**Work instruction**
Look through the data below for the line with "EVM Balance Checker" and the line with "merge, file export", then output those two and all lines in between, exactly as written.

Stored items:
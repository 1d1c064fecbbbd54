// SPDX-License-Identifier: AGPL-3.0-or-later
//
// Copyright (C) 2026 Relational Network

//! EVM Balance Checker
//!
//! Reads native and ERC-20 balances of a wallet list through Multicall3, on
//! one network or on every known network in turn, and writes `;`-delimited
//! reports.
//!
//! ## Modules
//!
//! - `blockchain` - Network registry, Multicall3 and ERC-20 bindings, RPC client
//! - `checker` - Batched reads with retries, per-network and multi-network checks
//! - `report` - Single-network tables, cross-network merge, file export
//! - `config` / `cli` - Flags, environment and validation
//! - `wallets` - Wallet list loading

pub mod blockchain;
pub mod checker;
pub mod cli;
pub mod config;
pub mod error;
pub mod report;
pub mod wallets;

use crate::blockchain::{NetworkConfig, RpcClient};
use crate::checker::{LogProgress, MultiNetworkChecker, NetworkChecker, RunSummary};
use crate::config::{AppConfig, Selection};
use crate::error::CheckerError;
use crate::report::ReportExporter;

/// Run one check as selected and export its report.
///
/// The wallet list is loaded and checked for emptiness before any network
/// I/O happens.
pub async fn run(config: &AppConfig, selection: Selection) -> Result<RunSummary, CheckerError> {
    let accounts =
        wallets::load_wallets(&config.wallets_file).map_err(|source| CheckerError::Wallets {
            path: config.wallets_file.display().to_string(),
            source,
        })?;
    if accounts.is_empty() {
        return Err(CheckerError::NoWallets(config.wallets_file.display().to_string()));
    }

    let exporter = ReportExporter::new(&config.results_dir);

    match selection {
        Selection::Network(network) => {
            let client = RpcClient::new(network)?;
            let mut checker =
                NetworkChecker::new(client.network().clone(), &client, &accounts, &config.options)
                    .with_progress(&LogProgress);
            if let Some(assets) = &config.assets {
                checker = checker.with_assets(assets.iter().copied());
            }

            let report = checker.run().await;
            exporter.export_single(&report)?;
            Ok(RunSummary::from_reports(std::slice::from_ref(&report)))
        }
        Selection::All => {
            if config.assets.is_some() {
                tracing::warn!("Asset list ignored: every network uses its own tokens");
            }

            let networks = config.all_networks();
            let connect = |network: &NetworkConfig| RpcClient::new(network.clone());
            let reports = MultiNetworkChecker::new(networks, &accounts, &config.options, connect)
                .with_progress(&LogProgress)
                .run()
                .await;

            exporter.export_all(&reports)?;
            Ok(RunSummary::from_reports(&reports))
        }
    }
}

**Result of this exercise**
//! EVM Balance Checker
//!
//! Reads native and ERC-20 balances of a wallet list through Multicall3, on
//! one network or on every known network in turn, and writes `;`-delimited
//! reports.
//!
//! ## Modules
//!
//! - `blockchain` - Network registry, Multicall3 and ERC-20 bindings, RPC client
//! - `checker` - Batched reads with retries, per-network and multi-network checks
//! - `report` - Single-network tables, cross-network merge, file export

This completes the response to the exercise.